Musgrove P
The World Bank, Population, Health and Nutrition Department, Washington, D.C. 20433, USA.
Salud Publica Mex. 1995 Jul-Aug;37(4):363-74.
The cost-effectiveness of a health intervention is an estimate of the relation between what it costs to be provided, and the improvement in health which results from such intervention. Health may improve because the incidence of illness or injury is reduced, because death is avoided or delayed, or because the duration or severity of disability is limited. The calculation of this health benefit combines objective factors, such as the age at incidence and whether or not the outcome is death, with subjective factors such as the severity of disability, the judgement as to the value of life lived at different ages, and the rate at which the future is discounted. The construction and interpretation of the estimate are explained. Also, the paper examines whether the concept of cost-effectiveness is consistent with ethical norms such as equity, and concludes that they are not in conflict.
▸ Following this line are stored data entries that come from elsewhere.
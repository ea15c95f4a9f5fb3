//! Structured event stream for `typewriter`.
//!
//! Discrete, typed events emitted while engines run. Events are serialized
//! as newline-delimited JSON (JSONL) and carry a monotonically increasing
//! sequence number for ordering.

use std::io::{BufWriter, Write};
use std::path::Path;
use std::sync::atomic::{AtomicU64, Ordering};
use std::sync::{Arc, Mutex};

use chrono::{DateTime, Utc};
use serde::Serialize;
use uuid::Uuid;

// ---------------------------------------------------------------------------
// Event variants
// ---------------------------------------------------------------------------

/// A discrete event emitted during a run.
///
/// Each variant is tagged with `"type"` when serialized to JSON so consumers
/// can dispatch on the event kind.
#[derive(Debug, Clone, Serialize)]
#[serde(tag = "type")]
pub enum Event {
    /// A run has started its engines.
    RunStarted {
        /// When the run started.
        timestamp: DateTime<Utc>,
        /// Unique id of this run.
        run_id: Uuid,
        /// Number of displays configured.
        displays: usize,
    },

    /// A display was configured but its engine did not start.
    EngineSkipped {
        /// When the display was skipped.
        timestamp: DateTime<Utc>,
        /// Display name.
        display: String,
        /// Why the engine did not start.
        reason: String,
    },

    /// An engine began ticking.
    EngineStarted {
        /// When the engine started.
        timestamp: DateTime<Utc>,
        /// Display name.
        display: String,
        /// Number of phrases in the cycle.
        phrase_count: usize,
    },

    /// A phrase is fully typed and on hold.
    PhraseCompleted {
        /// When the last character was rendered.
        timestamp: DateTime<Utc>,
        /// Display name.
        display: String,
        /// Index of the phrase.
        phrase_index: usize,
        /// The phrase text.
        phrase: String,
    },

    /// A phrase was fully deleted and the engine moved on.
    PhraseAdvanced {
        /// When the display became empty.
        timestamp: DateTime<Utc>,
        /// Display name.
        display: String,
        /// Phrase just deleted.
        from: usize,
        /// Phrase typed next.
        to: usize,
    },

    /// An engine stopped.
    EngineStopped {
        /// When the engine stopped.
        timestamp: DateTime<Utc>,
        /// Display name.
        display: String,
        /// Ticks performed.
        ticks: u64,
        /// Completed type-delete cycles.
        cycles: u64,
        /// Human-readable stop reason.
        reason: String,
    },

    /// The run ended.
    RunStopped {
        /// When the run ended.
        timestamp: DateTime<Utc>,
        /// Unique id of this run.
        run_id: Uuid,
        /// Human-readable stop reason.
        reason: String,
    },
}

// ---------------------------------------------------------------------------
// Envelope (adds sequence number via serde flatten)
// ---------------------------------------------------------------------------

/// Wraps an [`Event`] with a monotonically increasing sequence number.
#[derive(Debug, Serialize)]
struct EventEnvelope {
    /// Zero-based, monotonically increasing sequence counter.
    sequence: u64,
    /// The wrapped event (flattened into the same JSON object).
    #[serde(flatten)]
    event: Event,
}

// ---------------------------------------------------------------------------
// Emitter
// ---------------------------------------------------------------------------

/// Thread-safe, buffered JSONL event writer.
///
/// Each call to [`emit`](Self::emit) atomically increments the sequence
/// counter, serializes the event as a single JSON line, and flushes the
/// underlying writer. Serialization or I/O failures are dropped: a broken
/// event sink must never stop an animation.
pub struct EventEmitter {
    writer: Mutex<BufWriter<Box<dyn Write + Send>>>,
    sequence: AtomicU64,
}

// Box<dyn Write> is not Debug — provide a manual impl.
impl std::fmt::Debug for EventEmitter {
    fn fmt(&self, f: &mut std::fmt::Formatter<'_>) -> std::fmt::Result {
        f.debug_struct("EventEmitter")
            .field("sequence", &self.sequence.load(Ordering::Relaxed))
            .finish_non_exhaustive()
    }
}

impl EventEmitter {
    /// Creates an emitter that writes to the given writer.
    #[must_use]
    pub fn new(writer: Box<dyn Write + Send>) -> Self {
        Self {
            writer: Mutex::new(BufWriter::new(writer)),
            sequence: AtomicU64::new(0),
        }
    }

    /// Creates an emitter that writes to stderr.
    #[must_use]
    pub fn stderr() -> Self {
        Self::new(Box::new(std::io::stderr()))
    }

    /// Creates an emitter that silently discards all events.
    #[must_use]
    pub fn noop() -> Self {
        Self::new(Box::new(std::io::sink()))
    }

    /// Creates an emitter that writes to a file at `path`.
    ///
    /// # Errors
    ///
    /// Returns an I/O error if the file cannot be created or opened.
    pub fn from_file(path: &Path) -> std::io::Result<Self> {
        let file = std::fs::File::create(path)?;
        Ok(Self::new(Box::new(file)))
    }

    /// Creates an emitter backed by a shared in-memory buffer.
    #[must_use]
    pub fn in_memory() -> (Self, EventBuffer) {
        let buffer = EventBuffer::default();
        (Self::new(Box::new(buffer.clone())), buffer)
    }

    /// Emits an event as a single JSONL line.
    pub fn emit(&self, event: Event) {
        let seq = self.sequence.fetch_add(1, Ordering::SeqCst);
        let envelope = EventEnvelope {
            sequence: seq,
            event,
        };

        if let Ok(mut w) = self.writer.lock() {
            if let Ok(line) = serde_json::to_string(&envelope) {
                let _ = writeln!(w, "{line}");
                let _ = w.flush();
            }
        }
    }

    /// Returns the number of events emitted so far.
    #[must_use]
    pub fn event_count(&self) -> u64 {
        self.sequence.load(Ordering::Relaxed)
    }
}

/// Shared in-memory sink for emitted events.
#[derive(Debug, Clone, Default)]
pub struct EventBuffer(Arc<Mutex<Vec<u8>>>);

impl EventBuffer {
    /// Raw JSONL contents.
    #[must_use]
    pub fn contents(&self) -> String {
        self.0
            .lock()
            .map(|buf| String::from_utf8_lossy(&buf).into_owned())
            .unwrap_or_default()
    }

    /// Parsed event lines; unparseable lines are skipped.
    #[must_use]
    pub fn lines(&self) -> Vec<serde_json::Value> {
        self.contents()
            .lines()
            .filter_map(|l| serde_json::from_str(l).ok())
            .collect()
    }
}

impl Write for EventBuffer {
    fn write(&mut self, buf: &[u8]) -> std::io::Result<usize> {
        self.0
            .lock()
            .map_err(|_| std::io::Error::other("event buffer poisoned"))?
            .extend_from_slice(buf);
        Ok(buf.len())
    }

    fn flush(&mut self) -> std::io::Result<()> {
        Ok(())
    }
}

// ---------------------------------------------------------------------------
// Tests
// ---------------------------------------------------------------------------

#[cfg(test)]
mod tests {
    use super::*;

    fn sample_event() -> Event {
        Event::EngineStarted {
            timestamp: DateTime::parse_from_rfc3339("2026-02-04T10:15:30Z")
                .unwrap()
                .with_timezone(&Utc),
            display: "hero".to_owned(),
            phrase_count: 4,
        }
    }

    #[test]
    fn event_serializes_with_type_tag() {
        let json = serde_json::to_string(&sample_event()).unwrap();
        let parsed: serde_json::Value = serde_json::from_str(&json).unwrap();
        assert_eq!(parsed["type"], "EngineStarted");
        assert_eq!(parsed["display"], "hero");
        assert_eq!(parsed["phrase_count"], 4);
    }

    #[test]
    fn emitter_increments_sequence() {
        let (emitter, buffer) = EventEmitter::in_memory();
        emitter.emit(sample_event());
        emitter.emit(Event::EngineStopped {
            timestamp: Utc::now(),
            display: "hero".to_owned(),
            ticks: 12,
            cycles: 1,
            reason: "cancelled".to_owned(),
        });

        assert_eq!(emitter.event_count(), 2);

        let lines = buffer.lines();
        assert_eq!(lines[0]["sequence"], 0);
        assert_eq!(lines[1]["sequence"], 1);
        assert_eq!(lines[1]["reason"], "cancelled");
    }

    #[test]
    fn envelope_flattens_event_fields() {
        let envelope = EventEnvelope {
            sequence: 7,
            event: sample_event(),
        };
        let json = serde_json::to_string(&envelope).unwrap();
        let parsed: serde_json::Value = serde_json::from_str(&json).unwrap();

        assert_eq!(parsed["sequence"], 7);
        assert_eq!(parsed["type"], "EngineStarted");
        assert!(
            parsed.get("event").is_none(),
            "event field should be flattened"
        );
    }

    #[test]
    fn run_events_carry_run_id() {
        let (emitter, buffer) = EventEmitter::in_memory();
        let run_id = Uuid::new_v4();
        emitter.emit(Event::RunStarted {
            timestamp: Utc::now(),
            run_id,
            displays: 2,
        });
        let lines = buffer.lines();
        assert_eq!(lines[0]["run_id"], run_id.to_string());
    }

    #[test]
    fn noop_emitter_counts_but_discards() {
        let emitter = EventEmitter::noop();
        emitter.emit(sample_event());
        assert_eq!(emitter.event_count(), 1);
    }
}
Finally, it addresses the question of how to incorporate cost-effectiveness into a health sector reform, and possible ways to implement it.
一项健康干预措施的成本效益是对提供该措施的成本与该干预措施所带来的健康改善之间关系的一种估计。健康状况的改善可能是因为疾病或伤害的发生率降低、死亡得以避免或推迟,或者残疾的持续时间或严重程度受到限制。这种健康效益的计算将客观因素(如发病年龄以及结果是否为死亡)与主观因素(如残疾的严重程度、对不同年龄段生活价值的判断以及对未来的贴现率)结合在一起。文中对该估计的构建和解释进行了说明。此外,本文还探讨了成本效益概念是否与公平等伦理规范相一致,并得出它们并不冲突的结论。最后,文章探讨了如何将成本效益纳入卫生部门改革以及可能的实施方式。